__Records for processing__
use std::sync::Arc;

use serde_json::json;
use thiserror::Error;
use tokio::sync::mpsc::{self, Receiver, Sender};
use tracing::{error, info};

use crate::db::{service::DbService, DbPool};
use crate::llm::{
    models::{ChatOptions, Message as LlmMessage},
    LlmProvider, ProviderFactory, DEFAULT_MAX_TOKENS, DEFAULT_MODEL,
};

const STOPPED_MARKER: &str = "\n\n*[Response stopped by user]*";
const EVENT_BUFFER: usize = 32;

#[derive(Debug, Error)]
pub enum RelayError {
    #[error("Message required")]
    EmptyMessage,
    #[error("API key not configured")]
    MissingApiKey,
    #[error("Database error: {0}")]
    Db(#[from] duckdb::Error),
}

/// One frame of relay output. Every frame serializes to a self-contained
/// JSON object, so a consumer can decode each one independently.
#[derive(Debug, Clone, PartialEq)]
pub enum ChatEvent {
    Chunk(String),
    Done,
    Error(String),
}

impl ChatEvent {
    pub fn to_json(&self) -> serde_json::Value {
        match self {
            ChatEvent::Chunk(text) => json!({"chunk": text}),
            ChatEvent::Done => json!({"done": true}),
            ChatEvent::Error(message) => json!({"error": message}),
        }
    }
}

/// Streams one chat turn: persists the user message, replays conversation
/// history to the provider, forwards fragments to the caller, and persists
/// the assistant reply (whole on completion, partial if the caller walks
/// away mid-stream).
pub struct ChatRelay {
    pool: DbPool,
    factory: Arc<dyn ProviderFactory>,
}

impl ChatRelay {
    pub fn new(pool: DbPool, factory: Arc<dyn ProviderFactory>) -> Self {
        Self { pool, factory }
    }

    /// Validates preconditions, persists the user turn, and starts streaming.
    /// Precondition failures are returned synchronously before any write;
    /// once a receiver is handed back, all failures arrive as in-band
    /// `ChatEvent::Error` frames.
    pub fn open(
        &self,
        conversation_id: i64,
        user_text: &str,
    ) -> Result<Receiver<ChatEvent>, RelayError> {
        let text = user_text.trim();
        if text.is_empty() {
            return Err(RelayError::EmptyMessage);
        }

        let (api_key, history, system_prompt) = {
            let conn = self.pool.lock().unwrap();

            let api_key = match DbService::get_setting(&conn, "claude_api_key")? {
                Some(key) if !key.is_empty() => key,
                _ => return Err(RelayError::MissingApiKey),
            };

            // The user turn is written before the provider is contacted, so
            // the history sent downstream always includes it
            DbService::insert_message(&conn, conversation_id, "user", text)?;
            let history = DbService::get_messages(&conn, conversation_id)?;

            let mut system_prompt =
                DbService::get_setting(&conn, "system_prompt")?.unwrap_or_default();
            let rules = DbService::get_setting(&conn, "rules")?.unwrap_or_default();
            if !rules.is_empty() {
                system_prompt = format!("{}\n\n# RULES\n{}", system_prompt, rules);
            }

            (api_key, history, system_prompt)
        };

        let llm_messages: Vec<LlmMessage> = history
            .into_iter()
            .map(|m| LlmMessage {
                role: m.role,
                content: m.content,
            })
            .collect();

        let provider = self.factory.create(api_key);
        let (out_tx, out_rx) = mpsc::channel(EVENT_BUFFER);

        info!(
            "Streaming conversation {} via {}",
            conversation_id,
            provider.name()
        );

        tokio::spawn(run_stream(
            self.pool.clone(),
            provider,
            conversation_id,
            system_prompt,
            llm_messages,
            out_tx,
        ));

        Ok(out_rx)
    }
}

async fn run_stream(
    pool: DbPool,
    provider: Arc<dyn LlmProvider>,
    conversation_id: i64,
    system_prompt: String,
    history: Vec<LlmMessage>,
    out: Sender<ChatEvent>,
) {
    let (tx, mut rx) = mpsc::channel::<String>(100);

    let options = ChatOptions {
        model: Some(DEFAULT_MODEL.to_string()),
        max_tokens: Some(DEFAULT_MAX_TOKENS),
        system_prompt: Some(system_prompt),
        ..Default::default()
    };

    let provider_task = tokio::spawn(async move {
        provider.chat_streaming(&history, options, tx).await
    });

    let mut assistant_text = String::new();
    let mut cancelled = false;

    loop {
        tokio::select! {
            fragment = rx.recv() => match fragment {
                Some(chunk) => {
                    assistant_text.push_str(&chunk);
                    if out.send(ChatEvent::Chunk(chunk)).await.is_err() {
                        cancelled = true;
                        break;
                    }
                }
                None => break,
            },
            // The consumer dropped its receiver mid-stream
            _ = out.closed() => {
                cancelled = true;
                break;
            }
        }
    }

    if cancelled {
        // Release the upstream connection before touching the store
        provider_task.abort();

        if !assistant_text.trim().is_empty() {
            let conn = pool.lock().unwrap();
            let content = format!("{}{}", assistant_text, STOPPED_MARKER);
            if let Err(e) = DbService::insert_message(&conn, conversation_id, "assistant", &content)
            {
                error!("Failed to persist partial assistant message: {}", e);
            } else {
                info!(
                    "Client disconnected; saved partial response for conversation {}",
                    conversation_id
                );
            }
        }
        return;
    }

    match provider_task.await {
        Ok(Ok(())) => {
            let persisted = {
                let conn = pool.lock().unwrap();
                DbService::insert_message(&conn, conversation_id, "assistant", &assistant_text)
            };
            match persisted {
                Ok(_) => {
                    let _ = out.send(ChatEvent::Done).await;
                }
                Err(e) => {
                    error!("Failed to persist assistant message: {}", e);
                    let _ = out
                        .send(ChatEvent::Error(format!("Database error: {}", e)))
                        .await;
                }
            }
        }
        Ok(Err(e)) => {
            // Provider/network fault: report it, keep no partial transcript
            error!("LLM streaming error: {}", e);
            let _ = out.send(ChatEvent::Error(e.to_string())).await;
        }
        Err(e) => {
            error!("Streaming task panicked: {}", e);
            let _ = out
                .send(ChatEvent::Error("internal streaming failure".to_string()))
                .await;
        }
    }
}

__Problem to solve__
Give back exactly the lines from the line containing "disconnected; saved partial" to the end of the entries, and no other lines.

__Your response__
                    "Client disconnected; saved partial response for conversation {}",
                    conversation_id
                );
            }
        }
        return;
    }

    match provider_task.await {
        Ok(Ok(())) => {
            let persisted = {
                let conn = pool.lock().unwrap();
                DbService::insert_message(&conn, conversation_id, "assistant", &assistant_text)
            };
            match persisted {
                Ok(_) => {
                    let _ = out.send(ChatEvent::Done).await;
                }
                Err(e) => {
                    error!("Failed to persist assistant message: {}", e);
                    let _ = out
                        .send(ChatEvent::Error(format!("Database error: {}", e)))
                        .await;
                }
            }
        }
        Ok(Err(e)) => {
            // Provider/network fault: report it, keep no partial transcript
            error!("LLM streaming error: {}", e);
            let _ = out.send(ChatEvent::Error(e.to_string())).await;
        }
        Err(e) => {
            error!("Streaming task panicked: {}", e);
            let _ = out
                .send(ChatEvent::Error("internal streaming failure".to_string()))
                .await;
        }
    }
}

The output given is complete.